- TASK DIRECTIONS -
Each entry below should be retyped exactly, with nothing omitted.

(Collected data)
::::::

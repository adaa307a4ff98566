//! Storage layer for FinBot
//!
//! Income, expenses and goals live in memory inside their repositories and
//! are mirrored to a local key-value store whenever they change. Startup
//! never fails on bad stored data: anything unreadable is replaced by its
//! default and reported as a [`LoadWarning`].

pub mod bridge;
pub mod expenses;
pub mod goals;
pub mod income;
pub mod kv;

pub use bridge::{LoadWarning, EXPENSES_KEY, GOALS_KEY, INCOME_KEY};
pub use expenses::ExpenseRepository;
pub use goals::GoalRepository;
pub use income::IncomeRepository;
pub use kv::{JsonFileStore, KeyValueStore, MemoryStore};

use std::sync::{Arc, Mutex};

use crate::audit::{AuditEntry, AuditLogger};
use crate::config::paths::FinbotPaths;
use crate::error::FinbotError;

/// Main storage coordinator that provides access to all repositories
pub struct Storage {
    store: Arc<dyn KeyValueStore>,
    audit: Option<AuditLogger>,
    audit_failures: Mutex<Vec<String>>,
    warnings: Vec<LoadWarning>,
    pub income: IncomeRepository,
    pub expenses: ExpenseRepository,
    pub goals: GoalRepository,
}

impl Storage {
    /// Create file-backed storage under the given paths
    pub fn new(paths: &FinbotPaths) -> Result<Self, FinbotError> {
        paths.ensure_directories()?;

        let (store, warning) = JsonFileStore::open(paths.local_store_file());
        let mut storage = Self::with_store(Arc::new(store));
        storage.audit = Some(AuditLogger::new(paths.audit_log()));
        storage.warnings.extend(warning);

        Ok(storage)
    }

    /// Create storage over an arbitrary store, without an audit log
    pub fn with_store(store: Arc<dyn KeyValueStore>) -> Self {
        Self {
            income: IncomeRepository::new(store.clone()),
            expenses: ExpenseRepository::new(store.clone()),
            goals: GoalRepository::new(store.clone()),
            store,
            audit: None,
            audit_failures: Mutex::new(Vec::new()),
            warnings: Vec::new(),
        }
    }

    /// Ephemeral storage that forgets everything on drop
    pub fn in_memory() -> Self {
        Self::with_store(Arc::new(MemoryStore::new()))
    }

    /// The underlying key-value store
    pub fn store(&self) -> &dyn KeyValueStore {
        self.store.as_ref()
    }

    /// Load all data from the store
    ///
    /// Returns every value that had to be discarded, including any problem
    /// found while opening the store itself.
    pub fn load_all(&mut self) -> Result<&[LoadWarning], FinbotError> {
        let loaded = [self.income.load()?, self.expenses.load()?, self.goals.load()?];
        self.warnings.extend(loaded.into_iter().flatten());
        Ok(&self.warnings)
    }

    /// Warnings collected while opening and loading
    pub fn warnings(&self) -> &[LoadWarning] {
        &self.warnings
    }

    /// The audit logger, when this storage keeps one
    pub fn audit(&self) -> Option<&AuditLogger> {
        self.audit.as_ref()
    }

    /// Append an entry to the audit log
    ///
    /// Called after a change is already committed to the store, so a failed
    /// append never undoes or fails the change. The failure is kept for the
    /// host to report through [`Storage::take_audit_failures`].
    pub fn record(&self, entry: AuditEntry) {
        let Some(audit) = &self.audit else {
            return;
        };
        if let Err(e) = audit.append(&entry) {
            if let Ok(mut failures) = self.audit_failures.lock() {
                failures.push(e.to_string());
            }
        }
    }

    /// Drain the audit append failures seen so far
    pub fn take_audit_failures(&self) -> Vec<String> {
        self.audit_failures
            .lock()
            .map(|mut failures| std::mem::take(&mut *failures))
            .unwrap_or_default()
    }
}

#[cfg(test)]
mod tests {
    use super::*;
    use crate::audit::Snapshot;
    use crate::models::{Expense, Money};
    use tempfile::TempDir;

    #[test]
    fn test_storage_creation() {
        let temp_dir = TempDir::new().unwrap();
        let paths = FinbotPaths::with_base_dir(temp_dir.path().to_path_buf());
        let mut storage = Storage::new(&paths).unwrap();

        assert!(temp_dir.path().join("data").exists());
        assert!(storage.load_all().unwrap().is_empty());
        assert!(storage.audit().is_some());
    }

    #[test]
    fn test_reload_from_disk() {
        let temp_dir = TempDir::new().unwrap();
        let paths = FinbotPaths::with_base_dir(temp_dir.path().to_path_buf());

        {
            let mut storage = Storage::new(&paths).unwrap();
            storage.load_all().unwrap();
            storage.income.set(Money::from_units(5000)).unwrap();
            storage
                .expenses
                .push(Expense::new("Rent", Money::from_units(1000)))
                .unwrap();
        }

        let mut storage = Storage::new(&paths).unwrap();
        storage.load_all().unwrap();
        assert_eq!(storage.income.get().unwrap(), Money::from_units(5000));
        assert_eq!(storage.expenses.count().unwrap(), 1);
        assert!(storage.goals.get_all().unwrap().is_empty());
    }

    #[test]
    fn test_corrupt_store_file_starts_empty() {
        let temp_dir = TempDir::new().unwrap();
        let paths = FinbotPaths::with_base_dir(temp_dir.path().to_path_buf());
        paths.ensure_directories().unwrap();
        std::fs::write(paths.local_store_file(), "garbage").unwrap();

        let mut storage = Storage::new(&paths).unwrap();
        let warnings = storage.load_all().unwrap();

        assert_eq!(warnings.len(), 1);
        assert_eq!(storage.income.get().unwrap(), Money::zero());
    }

    #[test]
    fn test_in_memory_has_no_audit() {
        let storage = Storage::in_memory();
        assert!(storage.audit().is_none());
        storage.record(AuditEntry::created(Snapshot::Income(Money::zero())));
        assert!(storage.take_audit_failures().is_empty());
    }

    #[test]
    fn test_record_keeps_failures_for_the_host() {
        let temp_dir = TempDir::new().unwrap();
        let paths = FinbotPaths::with_base_dir(temp_dir.path().to_path_buf());
        let storage = Storage::new(&paths).unwrap();
        std::fs::create_dir(paths.audit_log()).unwrap();

        storage.record(AuditEntry::created(Snapshot::Income(Money::zero())));

        assert_eq!(storage.take_audit_failures().len(), 1);
        assert!(storage.take_audit_failures().is_empty());
    }
}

::::::

- RESPONSE AREA -
repository adaa307a4ff98566
//! Storage layer for FinBot
//!
//! Income, expenses and goals live in memory inside their repositories and
//! are mirrored to a local key-value store whenever they change. Startup
//! never fails on bad stored data: anything unreadable is replaced by its
//! default and reported as a [`LoadWarning`].

pub mod bridge;
pub mod expenses;
pub mod goals;
pub mod income;
pub mod kv;

pub use bridge::{LoadWarning, EXPENSES_KEY, GOALS_KEY, INCOME_KEY};
pub use expenses::ExpenseRepository;
pub use goals::GoalRepository;
pub use income::IncomeRepository;
pub use kv::{JsonFileStore, KeyValueStore, MemoryStore};

use std::sync::{Arc, Mutex};

use crate::audit::{AuditEntry, AuditLogger};
use crate::config::paths::FinbotPaths;
use crate::error::FinbotError;

/// Main storage coordinator that provides access to all repositories
pub struct Storage {
    store: Arc<dyn KeyValueStore>,
    audit: Option<AuditLogger>,
    audit_failures: Mutex<Vec<String>>,
    warnings: Vec<LoadWarning>,
    pub income: IncomeRepository,
    pub expenses: ExpenseRepository,
    pub goals: GoalRepository,
}

impl Storage {
    /// Create file-backed storage under the given paths
    pub fn new(paths: &FinbotPaths) -> Result<Self, FinbotError> {
        paths.ensure_directories()?;

        let (store, warning) = JsonFileStore::open(paths.local_store_file());
        let mut storage = Self::with_store(Arc::new(store));
        storage.audit = Some(AuditLogger::new(paths.audit_log()));
        storage.warnings.extend(warning);

        Ok(storage)
    }

    /// Create storage over an arbitrary store, without an audit log
    pub fn with_store(store: Arc<dyn KeyValueStore>) -> Self {
        Self {
            income: IncomeRepository::new(store.clone()),
            expenses: ExpenseRepository::new(store.clone()),
            goals: GoalRepository::new(store.clone()),
            store,
            audit: None,
            audit_failures: Mutex::new(Vec::new()),
            warnings: Vec::new(),
        }
    }

    /// Ephemeral storage that forgets everything on drop
    pub fn in_memory() -> Self {
        Self::with_store(Arc::new(MemoryStore::new()))
    }

    /// The underlying key-value store
    pub fn store(&self) -> &dyn KeyValueStore {
        self.store.as_ref()
    }

    /// Load all data from the store
    ///
    /// Returns every value that had to be discarded, including any problem
    /// found while opening the store itself.
    pub fn load_all(&mut self) -> Result<&[LoadWarning], FinbotError> {
        let loaded = [self.income.load()?, self.expenses.load()?, self.goals.load()?];
        self.warnings.extend(loaded.into_iter().flatten());
        Ok(&self.warnings)
    }

    /// Warnings collected while opening and loading
    pub fn warnings(&self) -> &[LoadWarning] {
        &self.warnings
    }

    /// The audit logger, when this storage keeps one
    pub fn audit(&self) -> Option<&AuditLogger> {
        self.audit.as_ref()
    }

    /// Append an entry to the audit log
    ///
    /// Called after a change is already committed to the store, so a failed
    /// append never undoes or fails the change. The failure is kept for the
    /// host to report through [`Storage::take_audit_failures`].
    pub fn record(&self, entry: AuditEntry) {
        let Some(audit) = &self.audit else {
            return;
        };
        if let Err(e) = audit.append(&entry) {
            if let Ok(mut failures) = self.audit_failures.lock() {
                failures.push(e.to_string());
            }
        }
    }

    /// Drain the audit append failures seen so far
    pub fn take_audit_failures(&self) -> Vec<String> {
        self.audit_failures
            .lock()
            .map(|mut failures| std::mem::take(&mut *failures))
            .unwrap_or_default()
    }
}

#[cfg(test)]
mod tests {
    use super::*;
    use crate::audit::Snapshot;
    use crate::models::{Expense, Money};
    use tempfile::TempDir;

    #[test]
    fn test_storage_creation() {
        let temp_dir = TempDir::new().unwrap();
        let paths = FinbotPaths::with_base_dir(temp_dir.path().to_path_buf());
        let mut storage = Storage::new(&paths).unwrap();

        assert!(temp_dir.path().join("data").exists());
        assert!(storage.load_all().unwrap().is_empty());
        assert!(storage.audit().is_some());
    }

    #[test]
    fn test_reload_from_disk() {
        let temp_dir = TempDir::new().unwrap();
        let paths = FinbotPaths::with_base_dir(temp_dir.path().to_path_buf());

        {
            let mut storage = Storage::new(&paths).unwrap();
            storage.load_all().unwrap();
            storage.income.set(Money::from_units(5000)).unwrap();
            storage
                .expenses
                .push(Expense::new("Rent", Money::from_units(1000)))
                .unwrap();
        }

        let mut storage = Storage::new(&paths).unwrap();
        storage.load_all().unwrap();
        assert_eq!(storage.income.get().unwrap(), Money::from_units(5000));
        assert_eq!(storage.expenses.count().unwrap(), 1);
        assert!(storage.goals.get_all().unwrap().is_empty());
    }

    #[test]
    fn test_corrupt_store_file_starts_empty() {
        let temp_dir = TempDir::new().unwrap();
        let paths = FinbotPaths::with_base_dir(temp_dir.path().to_path_buf());
        paths.ensure_directories().unwrap();
        std::fs::write(paths.local_store_file(), "garbage").unwrap();

        let mut storage = Storage::new(&paths).unwrap();
        let warnings = storage.load_all().unwrap();

        assert_eq!(warnings.len(), 1);
        assert_eq!(storage.income.get().unwrap(), Money::zero());
    }

    #[test]
    fn test_in_memory_has_no_audit() {
        let storage = Storage::in_memory();
        assert!(storage.audit().is_none());
        storage.record(AuditEntry::created(Snapshot::Income(Money::zero())));
        assert!(storage.take_audit_failures().is_empty());
    }

    #[test]
    fn test_record_keeps_failures_for_the_host() {
        let temp_dir = TempDir::new().unwrap();
        let paths = FinbotPaths::with_base_dir(temp_dir.path().to_path_buf());
        let storage = Storage::new(&paths).unwrap();
        std::fs::create_dir(paths.audit_log()).unwrap();

        storage.record(AuditEntry::created(Snapshot::Income(Money::zero())));

        assert_eq!(storage.take_audit_failures().len(), 1);
        assert!(storage.take_audit_failures().is_empty());
    }
}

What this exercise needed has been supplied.